Accordingly, defendants’ motion to dismiss plaintiffs’ tying claims under the Sherman Act and the Louisiana antitrust laws is denied. The motion is granted as to plaintiffs’ claims for per se illegal pricefixing, tying under Section 3 of the Clayton Act, violations of Section 5 of the Federal Trade Commission Act and fraud. The fraud claim against the SpeeDee defendants is dismissed without prejudice. 
      
      . 15 U.S.C. § 1.
     
      
      . 15 U.S.C. § 14.
     
      
      . 15 U.S.C. § 45.
     
      
      . Wes Wilson; Jimmy L. Elliott; Jimmy and Daughters, Inc.; Milton Rizan, Jr.; Tript Enterprises, Inc.; Axel Enterprises, Inc.; John and Susan Spencer; John W. Spencer Interests, Inc.; George Gerhart; and Save Services, Inc.
     
      
      . La.Rev.Stat.Ann. § 51:122, et seq.
      
     
      
      . Therefore, the Court will not consider the offering circular that was attached to plaintiffs’ opposition brief because it was neither attached to nor incorporated into the complaint.
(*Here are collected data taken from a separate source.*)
use super::cell::{ColumnRole, GridCell, RowRole};
use super::navigation::{
    add_days, first_on_or_after, last_on_or_before, next_after, previous_before, sub_days,
    Direction,
};
use super::style::WeekStyles;
use super::weekdays::{WeekdayExt, Weekdays, DAYS_IN_WEEK};
use super::{route_event, ActiveDateChanged, DayContent, Input, Notification};
use std::collections::BTreeMap;
use std::mem;
use time::{Date, Duration, Weekday};

/// A fixed seven-day window of calendar dates, shown as a single row of its
/// visible weekdays
#[derive(Clone, Debug, Eq, PartialEq)]
pub struct WeekGrid<C> {
    start_of_week: Weekday,
    weekdays: Weekdays,
    /// Always falls on `start_of_week`
    start_date: Date,
    days: BTreeMap<Date, C>,
    active_date: Option<Date>,
    styles: WeekStyles,
}

impl<C> WeekGrid<C> {
    /// Creates the Sunday-based week containing `sample_date`
    pub fn new(sample_date: Date) -> WeekGrid<C> {
        let start_date =
            sub_days(sample_date, sample_date.weekday().index0()).unwrap_or(sample_date);
        WeekGrid {
            start_of_week: Weekday::Sunday,
            weekdays: Weekdays::default(),
            start_date,
            days: BTreeMap::new(),
            active_date: None,
            styles: WeekStyles::default(),
        }
    }

    pub fn start_of_week(mut self, weekday: Weekday) -> WeekGrid<C> {
        self.set_start_of_week(weekday);
        self
    }

    pub fn weekdays(mut self, weekdays: Weekdays) -> WeekGrid<C> {
        self.weekdays = weekdays;
        self
    }

    pub fn styles(mut self, styles: WeekStyles) -> WeekGrid<C> {
        self.styles = styles;
        self
    }

    /// Changes the start of the week, sliding the window by the signed
    /// difference between the new and old weekdays.  A cursor left outside
    /// the window is cleared.  Content outside it is kept but hidden until
    /// the window covers its date again.
    pub fn set_start_of_week(&mut self, weekday: Weekday) {
        let delta = i64::from(weekday.number_days_from_sunday())
            - i64::from(self.start_of_week.number_days_from_sunday());
        let Some(start_date) = self.start_date.checked_add(Duration::days(delta)) else {
            return;
        };
        self.start_date = start_date;
        self.start_of_week = weekday;
        if self.active_date.is_some_and(|d| !self.contains(d)) {
            self.active_date = None;
        }
    }

    pub fn week_start(&self) -> Weekday {
        self.start_of_week
    }

    pub fn labels(&self) -> &Weekdays {
        &self.weekdays
    }

    pub fn week_styles(&self) -> &WeekStyles {
        &self.styles
    }

    pub fn start_date(&self) -> Date {
        self.start_date
    }

    /// The last date of the window, six days after the start
    pub fn end_date(&self) -> Date {
        add_days(self.start_date, DAYS_IN_WEEK - 1).unwrap_or(self.start_date)
    }

    /// Whether `date` falls in the seven-day window, visible or not
    pub fn contains(&self, date: Date) -> bool {
        self.start_date <= date && date <= self.end_date()
    }

    pub fn active_date(&self) -> Option<Date> {
        self.active_date
    }

    /// Moves the cursor to `date` if it is a visible date in the window.
    /// Returns whether the cursor was moved.
    pub fn set_active_date(&mut self, date: Date) -> bool {
        if self.contains(date) && self.weekdays.is_visible(date.weekday()) {
            self.active_date = Some(date);
            true
        } else {
            false
        }
    }

    /// The content for `date`, if it falls inside the current window
    pub fn content(&self, date: Date) -> Option<&C> {
        self.days.get(&self.in_window(date)?)
    }

    /// Adds or replaces the content for `date`, returning the previous
    /// content.  Dates outside the window are ignored.
    pub fn upsert(&mut self, date: Date, content: C) -> Option<C> {
        if !self.contains(date) {
            log::debug!(
                "ignoring content for {date} outside of week starting {}",
                self.start_date
            );
            return None;
        }
        self.days.insert(date, content)
    }

    fn in_window(&self, date: Date) -> Option<Date> {
        self.contains(date).then_some(date)
    }

    fn first_visible_date(&self) -> Option<Date> {
        self.in_window(first_on_or_after(&self.weekdays, self.start_date)?)
    }

    fn last_visible_date(&self) -> Option<Date> {
        self.in_window(last_on_or_before(&self.weekdays, self.end_date())?)
    }

    /// Moves the cursor one visible day left or right, wrapping around the
    /// ends of the window.  A week is a single row, so Up and Down do
    /// nothing.  The first Right selects the first visible day of the window
    /// and the first Left selects the last.
    pub fn navigate(&mut self, direction: Direction) -> Option<ActiveDateChanged> {
        let target = match (self.active_date, direction) {
            (_, Direction::Up | Direction::Down) => None,
            (None, Direction::Right) => self.first_visible_date(),
            (None, Direction::Left) => self.last_visible_date(),
            (Some(d), Direction::Right) => next_after(&self.weekdays, d)
                .and_then(|d| self.in_window(d))
                .or_else(|| self.first_visible_date()),
            (Some(d), Direction::Left) => previous_before(&self.weekdays, d)
                .and_then(|d| self.in_window(d))
                .or_else(|| self.last_visible_date()),
        };
        let date = target?;
        if self.active_date == Some(date) {
            return None;
        }
        log::debug!("week cursor moved {direction:?} to {date}");
        self.active_date = Some(date);
        Some(ActiveDateChanged { date })
    }

    /// One cell per visible weekday of the window, in date order
    pub fn layout(&self) -> Vec<GridCell> {
        let first = self.weekdays.first(self.start_date);
        let last = self.weekdays.last(self.start_date);
        (0..DAYS_IN_WEEK)
            .filter_map(|i| add_days(self.start_date, i))
            .filter(|d| self.weekdays.is_visible(d.weekday()))
            .map(|date| GridCell {
                column: ColumnRole::classify(date.weekday(), first, last),
                row: RowRole::Bottom,
                ..GridCell::dated(date, self.active_date == Some(date))
            })
            .collect()
    }
}

impl<C: DayContent> WeekGrid<C> {
    pub fn update(&mut self, input: Input<C>) -> Vec<Notification<C::Effect>> {
        match input {
            Input::Navigate(direction) => self
                .navigate(direction)
                .map(Notification::ActiveDateChanged)
                .into_iter()
                .collect(),
            Input::Content { date, content } => {
                self.upsert(date, content);
                Vec::new()
            }
            Input::Event(event) => {
                let mut days = mem::take(&mut self.days);
                let window = days
                    .range_mut(self.start_date..=self.end_date())
                    .map(|(_, content)| content);
                let notes = route_event(window, &event, |d| self.navigate(d));
                self.days = days;
                notes
            }
        }
    }
}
In addition, since none of the documents referred to as attached to the complaint were served on defendants, these documents will likewise not be considered in the Court’s decision on this motion.
     
      
      . See, e.g., Janet L. McDavid, Kodak Decision Revitalizes Tying Claims, 12 Franch.L.J. 3, 6 (1992); Philip E. Areeda and Herbert Hovenkamp, Antitrust Law, § 1709.2(c)(2) (Supp.1995); Margaret E. Guerin-Calvert, Assessing the Implications of Kodak for Franchise Market Power Issues, Assessing Market Power in the Post-Kodak World, 1, 3-5 (ABA Section of Antitrust Law Spring Meeting, March 27, 1996); Andrew C. Selden, Franchise Market Power in a Post-Kodak Universe, Assessing Market Power in the Post-Kodak World, 10 (ABA Section of Antitrust Law Spring Meeting, March 27, 1996); Jonathan Solish, Market Power in Per Se Franchise Tying Claims: Virtual Maintenance Decision Addresses “Locked-in” Buyers, 13 Franch.L.J. 73 (1994); Arthur I. Cantor, Tying, Exclusive Dealing, and Franchising Issues, 890 PLI 869 (1995); George A. Hay, Is the Glass Empty or Half Full?: Reflections on the Kodak Case, 62 Antitrust L.J. 177, 185-88 (1993).